あひるの仔に天使の羽根を

「櫂達と出て行ったっけ? いや…2人だけだったしな」


あたしは腕を組んで首を傾げて。


「……。ねえ神崎。姉御が来た時ね…姉御さ、イクミ見て目を細めたんだ」


「緋狭姉が?」


「それでイクミ連れて酒と肴を探しに行っちゃったんだけれど」


「うん?」


「2人の会話って、ボク聞いてないんだよね」


「うん??」


「もし。もしもだよ……?」



「んん???」


あたし達は頭を突き出して、ひそひそ話す。



「イクミが敵だったらどうしよう?」



由香ちゃんの言葉に、あたしは目を細める。



「だけど玲くん助けてくれたし、他にも色々お手伝いしてくれていたじゃない。大体怪しかったら、蒼生ちゃん自体イクミに玲くんの世話任せないし。
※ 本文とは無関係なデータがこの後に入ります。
/**
 * Practice and test yourself from the command line.
 */
use colored::*;
use structopt::StructOpt;
use tracing_subscriber::EnvFilter;

use quizbank::common::{is_broken_pipe, Command, Options, QuizError};
use quizbank::config::Config;
use quizbank::shell::Shell;


fn main() {
    init_logging();

    let options = Options::from_args();
    if options.no_color {
        colored::control::set_override(false);
    }

    match run(options) {
        Ok(()) | Err(QuizError::ReadlineInterrupted) => {},
        Err(ref e) if is_broken_pipe(e) => {},
        Err(e) => {
            eprintln!("{}: {}", "Error".red(), e);
            ::std::process::exit(2);
        },
    }
}


fn run(options: Options) -> Result<(), QuizError> {
    let config = Config::resolve(options.directory)?;
    config.require_dirs()?;
    tracing::debug!(data_dir = %config.data_dir().display(), "using data directory");

    let mut shell = Shell::new(&config);
    match options.cmd {
        None | Some(Command::Menu) => shell.run(),
        Some(Command::Add) => shell.add_questions().map(|_| ()),
        Some(Command::Stats(options)) => {
            let profile = shell.existing_profile(&options.profile)?;
            shell.statistics(&profile)
        },
        Some(Command::Toggle(options)) => shell.toggle(&options.ids),
        Some(Command::Practice(options)) => {
            let mut profile = shell.profile(&options.profile)?;
            shell.practice(&mut profile)
        },
        Some(Command::Test(options)) => {
            // Without -n, every active question is asked.
            shell.test(Some(options.num_to_ask.unwrap_or(usize::MAX)))
        },
        Some(Command::Profiles) => shell.list_profiles(),
    }
}


/// Log to standard error, filtered by `RUST_LOG` and quiet by default so that logging
/// does not interleave with the interactive prompts.
fn init_logging() {
    let filter = EnvFilter::try_from_default_env().unwrap_or_else(|_| EnvFilter::new("warn"));
    tracing_subscriber::fmt()
        .with_env_filter(filter)
        .with_writer(std::io::stderr)
        .init();
}
/**
 * Persistent monotonic ID counters.
 *
 * Each counter is a text file holding the last ID handed out. IDs are never reused, so
 * the file is rewritten on every allocation.
 */
use std::fs;
use std::io;
use std::path::{Path, PathBuf};

use tracing::debug;

use super::common::{QuizError, Result};


#[derive(Debug, Clone)]
pub struct IdCounter {
    path: PathBuf,
}


impl IdCounter {
    pub fn new<P: AsRef<Path>>(path: P) -> Self {
        Self { path: path.as_ref().to_path_buf() }
    }

    /// Return the last ID handed out, or 0 if none has been.
    pub fn last_id(&self) -> Result<u64> {
        match fs::read_to_string(&self.path) {
            Ok(data) => {
                data.trim().parse::<u64>()
                    .map_err(|_| QuizError::CorruptCounter(self.path.clone()))
            },
            Err(ref e) if e.kind() == io::ErrorKind::NotFound => Ok(0),
            Err(e) => Err(QuizError::Io(e)),
        }
    }

    /// Allocate and return the next ID.
    pub fn next_id(&self) -> Result<u64> {
        let id = self.last_id()? + 1;
        fs::write(&self.path, id.to_string())
            .or(Err(QuizError::CannotWriteToFile(self.path.clone())))?;
        debug!(path = %self.path.display(), id, "allocated id");
        Ok(id)
    }
}
/**
 * Question records and answer checking.
 */
use serde::{Deserialize, Serialize};
use unicode_normalization::UnicodeNormalization;

use super::common::{QuizError, Result};


/// Represents a question in the bank.
#[derive(Serialize, Deserialize, Debug, Clone, PartialEq, Eq)]
pub struct Question {
    pub id: u64,
    #[serde(rename = "question_text")]
    pub prompt: String,
    /// Inactive questions are never selected for practice or tests.
    #[serde(rename = "status")]
    pub active: bool,
    #[serde(flatten)]
    pub kind: QuestionKind,
}


#[derive(Serialize, Deserialize, Debug, Clone, PartialEq, Eq)]
#[serde(tag = "type")]
pub enum QuestionKind {
    #[serde(rename = "quiz")]
    MultipleChoice {
        options: Vec<String>,
        /// Zero-based index into `options`.
        #[serde(rename = "answer_index")]
        correct_index: usize,
    },
    #[serde(rename = "freeform")]
    FreeForm {
        #[serde(rename = "answer")]
        correct_answer: String,
    },
}


/// A user's response to a question.
#[derive(Debug, Clone, Copy, PartialEq, Eq)]
pub enum Candidate<'a> {
    /// Zero-based index of the chosen option.
    Choice(usize),
    Text(&'a str),
}


impl Question {
    /// Construct a new active question, checking that the payload is well-formed.
    pub fn new(id: u64, prompt: &str, kind: QuestionKind) -> Result<Self> {
        let q = Question { id, prompt: prompt.trim().to_string(), active: true, kind };
        q.validate()?;
        Ok(q)
    }

    pub fn validate(&self) -> Result<()> {
        if self.id == 0 {
            return Err(QuizError::InvalidQuestion(String::from("ID must be positive")));
        }

        if let QuestionKind::MultipleChoice { options, correct_index } = &self.kind {
            if options.len() < 2 {
                return Err(QuizError::InvalidQuestion(format!(
                    "question {} has fewer than two options", self.id)));
            }
            if *correct_index >= options.len() {
                return Err(QuizError::InvalidQuestion(format!(
                    "answer index {} is out of range for question {} with {} options",
                    correct_index, self.id, options.len())));
            }
        }
        Ok(())
    }

    pub fn check_answer(&self, candidate: Candidate) -> bool {
        match (&self.kind, candidate) {
            (QuestionKind::MultipleChoice { correct_index, .. }, Candidate::Choice(i)) => {
                *correct_index == i
            },
            (QuestionKind::FreeForm { correct_answer }, Candidate::Text(guess)) => {
                normalize(correct_answer) == normalize(guess)
            },
            _ => false,
        }
    }

    /// The correct answer as it should be displayed to the user.
    pub fn answer_text(&self) -> &str {
        match &self.kind {
            QuestionKind::MultipleChoice { options, correct_index } => {
                &options[*correct_index]
            },
            QuestionKind::FreeForm { correct_answer } => correct_answer,
        }
    }
}


/// Collapse runs of whitespace, lower-case, and apply Unicode NFC normalization.
fn normalize(s: &str) -> String {
    s.split_whitespace()
        .collect::<Vec<_>>()
        .join(" ")
        .to_lowercase()
        .nfc()
        .collect::<String>()
}


#[cfg(test)]
mod tests {
    use super::*;

    #[test]
    fn checking_free_form_answers_works() {
        let q = freeform(1, "Who wrote Hamlet?", "William Shakespeare");

        assert!(q.check_answer(Candidate::Text("William Shakespeare")));
        assert!(q.check_answer(Candidate::Text("william shakespeare")));
        assert!(q.check_answer(Candidate::Text("  William    Shakespeare ")));
        assert!(!q.check_answer(Candidate::Text("Shakespeare")));
        assert!(!q.check_answer(Candidate::Choice(0)));
    }

    #[test]
    fn free_form_answers_are_unicode_normalized() {
        // Precomposed and decomposed forms of "é".
        let q = freeform(1, "Capital of Cameroon?", "Yaound\u{00e9}");
        assert!(q.check_answer(Candidate::Text("Yaounde\u{0301}")));
    }

    #[test]
    fn checking_multiple_choice_answers_works() {
        let q = quiz(1, "2 + 2?", &["3", "4", "5"], 1);

        assert!(q.check_answer(Candidate::Choice(1)));
        assert!(!q.check_answer(Candidate::Choice(0)));
        assert!(!q.check_answer(Candidate::Text("4")));
        assert_eq!(q.answer_text(), "4");
    }

    #[test]
    fn answer_index_out_of_range_is_rejected() {
        let kind = QuestionKind::MultipleChoice {
            options: vec![s("a"), s("b")], correct_index: 2,
        };
        assert!(matches!(Question::new(1, "?", kind), Err(QuizError::InvalidQuestion(_))));
    }

    #[test]
    fn single_option_is_rejected() {
        let kind = QuestionKind::MultipleChoice { options: vec![s("a")], correct_index: 0 };
        assert!(matches!(Question::new(1, "?", kind), Err(QuizError::InvalidQuestion(_))));
    }

    #[test]
    fn serialized_form_matches_stored_layout() {
        let q = quiz(7, "Pick one", &["x", "y"], 0);
        let value = serde_json::to_value(&q).unwrap();
        assert_eq!(value["type"], "quiz");
        assert_eq!(value["id"], 7);
        assert_eq!(value["question_text"], "Pick one");
        assert_eq!(value["status"], true);
        assert_eq!(value["answer_index"], 0);
        assert_eq!(value["options"][1], "y");

        let f = freeform(8, "Say hi", "hi");
        let value = serde_json::to_value(&f).unwrap();
        assert_eq!(value["type"], "freeform");
        assert_eq!(value["answer"], "hi");
    }

    #[test]
    fn round_trips_through_json() {
        let mut q = quiz(3, "Largest planet?", &["Mars", "Jupiter"], 1);
        q.active = false;
        let text = serde_json::to_string(&q).unwrap();
        let back: Question = serde_json::from_str(&text).unwrap();
        assert_eq!(q, back);

        let f = freeform(4, "Capital of Mongolia?", "Ulan Bator");
        let back: Question = serde_json::from_str(&serde_json::to_string(&f).unwrap()).unwrap();
        assert_eq!(f, back);
    }

    #[test]
    fn can_read_hand_written_record() {
        let data = r#"{
            "type": "freeform",
            "id": 2,
            "question_text": "What is the capital of Tanzania?",
            "status": true,
            "answer": "Dodoma"
        }"#;
        let q: Question = serde_json::from_str(data).unwrap();
        assert_eq!(q.id, 2);
        assert!(q.check_answer(Candidate::Text("dodoma")));
    }

    fn quiz(id: u64, text: &str, options: &[&str], correct_index: usize) -> Question {
        let kind = QuestionKind::MultipleChoice {
            options: options.iter().map(|o| s(o)).collect(),
            correct_index,
        };
        Question::new(id, text, kind).unwrap()
    }

    fn freeform(id: u64, text: &str, answer: &str) -> Question {
        Question::new(id, text, QuestionKind::FreeForm { correct_answer: s(answer) }).unwrap()
    }

    fn s(mystr: &str) -> String {
        String::from(mystr)
    }
}
/**
 * Practice and test sessions.
 *
 * A practice session asks adaptively chosen questions until the user stops, updating
 * the profile's statistics after every answer. A test asks a fixed number of distinct
 * questions, leaves the statistics alone, and logs the final score.
 */
use std::fs::OpenOptions;
use std::io::Write;
use std::path::Path;

use rand::seq::SliceRandom;
use rand::Rng;
use tracing::info;

use super::common::{QuizError, Result};
use super::profiles::{Profile, ProfileStore};
use super::question::{Candidate, Question, QuestionKind};
use super::questions::QuestionStore;
use super::selection::{record_answer, select_question};
use super::ui::CmdUI;


/// Tallies for one practice session.
#[derive(Debug, Default, Clone, PartialEq)]
pub struct PracticeSummary {
    pub total: usize,
    pub total_correct: usize,
}


/// Represents the results of taking a test on a particular occasion.
#[derive(Debug, Clone)]
pub struct TestResult {
    pub time_finished: chrono::DateTime<chrono::Local>,
    pub total: usize,
    pub total_correct: usize,
    /// Percentage of questions answered correctly.
    pub score: f64,
}


impl TestResult {
    pub fn new(total: usize, total_correct: usize) -> Self {
        let score = if total > 0 {
            (total_correct as f64 / total as f64) * 100.0
        } else {
            0.0
        };
        Self { time_finished: chrono::Local::now(), total, total_correct, score }
    }

    /// The line appended to the results log.
    pub fn log_line(&self) -> String {
        format!(
            "{} - Score: {:.2}%",
            self.time_finished.format("%Y-%m-%d %H:%M:%S"),
            self.score,
        )
    }
}


/// Ask questions chosen by `select_question` until the user enters end-of-file,
/// saving the profile after every answer.
///
/// Returns `QuizError::EmptyPool` without asking anything if no question is active.
pub fn practice<R: Rng + ?Sized>(
    ui: &mut CmdUI,
    questions: &QuestionStore,
    profiles: &ProfileStore,
    profile: &mut Profile,
    rng: &mut R,
) -> Result<PracticeSummary> {
    let mut summary = PracticeSummary::default();
    loop {
        let active = questions.load_active()?;
        let question = select_question(&active, &profile.stats, rng)?;

        ui.next();
        let correct = match ask(ui, question) {
            Ok(Some(correct)) => correct,
            Ok(None) | Err(QuizError::ReadlineInterrupted) => break,
            Err(e) => return Err(e),
        };

        let stat = profile.stat_mut(question.id).ok_or(QuizError::MissingStat(question.id))?;
        record_answer(stat, correct);
        profiles.save(profile)?;

        summary.total += 1;
        if correct {
            summary.total_correct += 1;
        }
    }

    info!(
        profile = %profile.name, answered = summary.total, correct = summary.total_correct,
        "finished practice"
    );
    ui.practice_summary(&summary)?;
    Ok(summary)
}


/// Ask up to `num_to_ask` distinct active questions in random order.
///
/// `Ok(None)` is returned if the user quits before answering every question.
pub fn take_test<R: Rng + ?Sized>(
    ui: &mut CmdUI,
    questions: &QuestionStore,
    num_to_ask: usize,
    rng: &mut R,
) -> Result<Option<TestResult>> {
    let mut chosen = questions.load_active()?;
    if chosen.is_empty() {
        return Err(QuizError::EmptyPool);
    }

    chosen.shuffle(rng);
    chosen.truncate(num_to_ask.max(1));

    let mut total_correct = 0;
    for question in chosen.iter() {
        ui.next();
        match ask(ui, question) {
            Ok(Some(correct)) => {
                if correct {
                    total_correct += 1;
                }
            },
            Ok(None) | Err(QuizError::ReadlineInterrupted) => {
                ui.status("Test mode aborted.")?;
                return Ok(None);
            },
            Err(e) => {
                return Err(e);
            },
        }
    }

    let result = TestResult::new(chosen.len(), total_correct);
    ui.test_results(&result)?;
    Ok(Some(result))
}


/// Append a line for `result` to the results log at `path`.
pub fn save_result(path: &Path, result: &TestResult) -> Result<()> {
    let mut file = OpenOptions::new()
        .create(true)
        .append(true)
        .open(path)
        .or(Err(QuizError::CannotWriteToFile(path.to_path_buf())))?;
    writeln!(file, "{}", result.log_line()).map_err(QuizError::Io)?;
    info!(path = %path.display(), score = result.score, "saved test result");
    Ok(())
}


/// Ask a single question and report whether it was answered correctly. `Ok(None)` means
/// the user entered end-of-file instead of answering.
fn ask(ui: &mut CmdUI, question: &Question) -> Result<Option<bool>> {
    ui.text(&question.prompt)?;

    let correct = match &question.kind {
        QuestionKind::MultipleChoice { options, .. } => {
            ui.choices(options)?;
            match ui.prompt_choice(options.len())? {
                Some(i) => question.check_answer(Candidate::Choice(i)),
                None => return Ok(None),
            }
        },
        QuestionKind::FreeForm { .. } => {
            match ui.prompt()? {
                Some(guess) => question.check_answer(Candidate::Text(&guess)),
                None => return Ok(None),
            }
        },
    };

    if correct {
        ui.correct()?;
    } else {
        ui.incorrect(Some(question.answer_text()))?;
    }
    Ok(Some(correct))
}


#[cfg(test)]
mod tests {
    use super::*;

    #[test]
    fn score_is_a_percentage() {
        let result = TestResult::new(3, 2);
        assert!((result.score - 66.666).abs() < 0.01);
        assert!(result.log_line().ends_with(" - Score: 66.67%"));
    }

    #[test]
    fn empty_test_scores_zero() {
        assert_eq!(TestResult::new(0, 0).score, 0.0);
    }

    #[test]
    fn log_line_has_timestamp() {
        let result = TestResult::new(4, 4);
        let line = result.log_line();
        // e.g. "2019-10-05 14:03:22 - Score: 100.00%"
        assert_eq!(line.len(), "2019-10-05 14:03:22 - Score: 100.00%".len());
        assert_eq!(&line[4..5], "-");
        assert_eq!(&line[10..11], " ");
    }

    #[test]
    fn results_are_appended() {
        let dir = tempfile::tempdir().unwrap();
        let path = dir.path().join("results.txt");
        save_result(&path, &TestResult::new(2, 1)).unwrap();
        save_result(&path, &TestResult::new(2, 2)).unwrap();

        let contents = std::fs::read_to_string(&path).unwrap();
        let lines: Vec<&str> = contents.lines().collect();
        assert_eq!(lines.len(), 2);
        assert!(lines[0].ends_with("Score: 50.00%"));
        assert!(lines[1].ends_with("Score: 100.00%"));
    }

    #[test]
    fn empty_bank_cannot_be_tested() {
        let dir = tempfile::tempdir().unwrap();
        let store = QuestionStore::new(
            dir.path().join("questions.json"),
            crate::counter::IdCounter::new(dir.path().join("last_id_questions.txt")),
        );
        let mut ui = CmdUI::new();
        let mut rng = rand::thread_rng();
        let result = take_test(&mut ui, &store, 5, &mut rng);
        assert!(matches!(result, Err(QuizError::EmptyPool)));
    }
}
あの人、そういう処抜け目なさそうだし」


「その氷皇が見抜けなかったら? 例えば…"白皇"の手先だとか」


「ありえないでしょ!! だって彼女、貧民窟育ちでレグとシキミの世話してきた子だよ? 確かに物分かり良い子かもしれないけれど、蒼生ちゃんより頭のキレる"白皇"が、イクミを何に使うというの?」


「うーん、そうだよね…。だったらさ、姉御はどうして…」


「由香ちゃん、緋狭姉称えすぎだって!! 大体、氷皇で見抜けないのに、緋狭姉がそれ見抜いたって? ありえないから!!!」


あたしはげらげら笑った。


「姉御は偉大な神だぞ!!?」


妹よりも、他人のほうがよっぽど信頼がある。